§ Exercise
Please copy each line of the data that includes the string "feed".
== Provided records
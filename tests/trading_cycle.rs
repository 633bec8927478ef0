// =============================================================================
// End-to-end cycle scenarios: trending entry, tight-range hold, failure safety
// =============================================================================

mod common;

use common::*;
use meridian_bot::cycle::CycleStatus;
use meridian_bot::market_data::Timeframe;
use meridian_bot::ml::DegradationLevel;
use meridian_bot::types::Side;

/// Happy path: a strong uptrend produces a BUY with Kelly-sized entry, SL
/// below entry, TP above it at the trending risk/reward ratio.
#[tokio::test]
async fn trending_market_enters_long_with_protected_stops() {
    let state_dir = temp_state_dir();
    let config = test_config(&state_dir);
    let rr_trending = config.risk.take_profit.risk_reward_ratio["trending"];

    let harness = build_harness(
        config,
        fixed_ensemble(DegradationLevel::Full, [0.1, 0.2, 0.7]), // ML agrees: BUY
        trending_bars(400, 10_000.0, 0.004),
        supporting_bars(120, 9_000.0, 0.003),
    );

    let report = harness.manager.run_cycle().await;

    assert_eq!(report.status, CycleStatus::Completed, "{report:?}");
    assert_eq!(report.decision, Some(Side::Buy), "{report:?}");
    assert_eq!(report.regime.as_deref(), Some("trending"));
    assert!(
        report.confidence.unwrap() >= 0.5,
        "confidence {:?} below 0.5",
        report.confidence
    );
    assert!(
        report.execution.as_deref().unwrap_or("").starts_with("entered"),
        "expected an entry, got {report:?}"
    );

    // Exactly one protected position: entry + live TP + live SL.
    let tracker = harness.manager.tracker();
    assert_eq!(tracker.open_count(), 1);
    let position = &tracker.open_positions()[0];
    assert_eq!(position.side, Side::Buy);
    assert!(position.size > 0.0, "Kelly size must be positive");
    assert!(position.sl_price < position.entry_price);
    assert!(position.tp_price > position.entry_price);

    // (tp - entry) / (entry - sl) tracks the trending risk/reward ratio.
    let rr = (position.tp_price - position.entry_price)
        / (position.entry_price - position.sl_price);
    assert!(
        (rr - rr_trending).abs() < 0.05,
        "expected r:r ≈ {rr_trending}, got {rr}"
    );

    // Both protection orders live on the exchange.
    assert_eq!(harness.exchange.live_order_count(), 2);
}

/// Tight range: the ML leg is confidently neutral, the regime classifies as
/// tight_range, and the cycle ends in HOLD with no order placed.
#[tokio::test]
async fn tight_range_holds_and_places_nothing() {
    let state_dir = temp_state_dir();
    let harness = build_harness(
        test_config(&state_dir),
        fixed_ensemble(DegradationLevel::Full, [0.075, 0.85, 0.075]), // strong HOLD
        oscillating_bars(400, 10_000.0, 0.001),
        supporting_bars(120, 10_000.0, 0.0),
    );

    let report = harness.manager.run_cycle().await;

    assert_eq!(report.status, CycleStatus::Completed, "{report:?}");
    assert_eq!(report.regime.as_deref(), Some("tight_range"), "{report:?}");
    assert_eq!(report.decision, Some(Side::Hold), "{report:?}");
    assert!(report.execution.is_none(), "no order may be placed: {report:?}");

    assert_eq!(harness.manager.tracker().open_count(), 0);
    assert_eq!(harness.exchange.live_order_count(), 0);
    assert!((harness.exchange.net_position()).abs() < 1e-12);
}

/// A broken bar feed fails the cycle with a status; it never panics and
/// never mutates trading state.
#[tokio::test]
async fn missing_market_data_fails_cleanly() {
    let state_dir = temp_state_dir();
    let harness = build_harness(
        test_config(&state_dir),
        fixed_ensemble(DegradationLevel::Full, [0.1, 0.2, 0.7]),
        trending_bars(400, 10_000.0, 0.004),
        supporting_bars(120, 9_000.0, 0.003),
    );
    // Wipe the primary feed after wiring.
    harness.exchange.set_bars(Timeframe::M15, Vec::new());

    let report = harness.manager.run_cycle().await;

    assert_eq!(report.status, CycleStatus::Failed);
    assert_ne!(report.status.code(), 0);
    assert!(report.error.is_some());
    assert_eq!(harness.manager.tracker().open_count(), 0);
    assert_eq!(harness.exchange.live_order_count(), 0);
}

/// Too little history is rejected at the feed boundary before any state is
/// touched; the next cycle simply retries.
#[tokio::test]
async fn short_history_aborts_before_trading_state() {
    let state_dir = temp_state_dir();
    let harness = build_harness(
        test_config(&state_dir),
        fixed_ensemble(DegradationLevel::Full, [0.1, 0.2, 0.7]),
        trending_bars(120, 10_000.0, 0.004), // below the 200-bar minimum
        supporting_bars(120, 9_000.0, 0.003),
    );

    let report = harness.manager.run_cycle().await;

    assert_eq!(report.status, CycleStatus::Failed, "{report:?}");
    assert!(
        report.error.as_deref().unwrap_or("").contains("insufficient"),
        "{report:?}"
    );
}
====
§ Response to the task
/// A broken bar feed fails the cycle with a status; it never panics and
    // Wipe the primary feed after wiring.
/// Too little history is rejected at the feed boundary before any state is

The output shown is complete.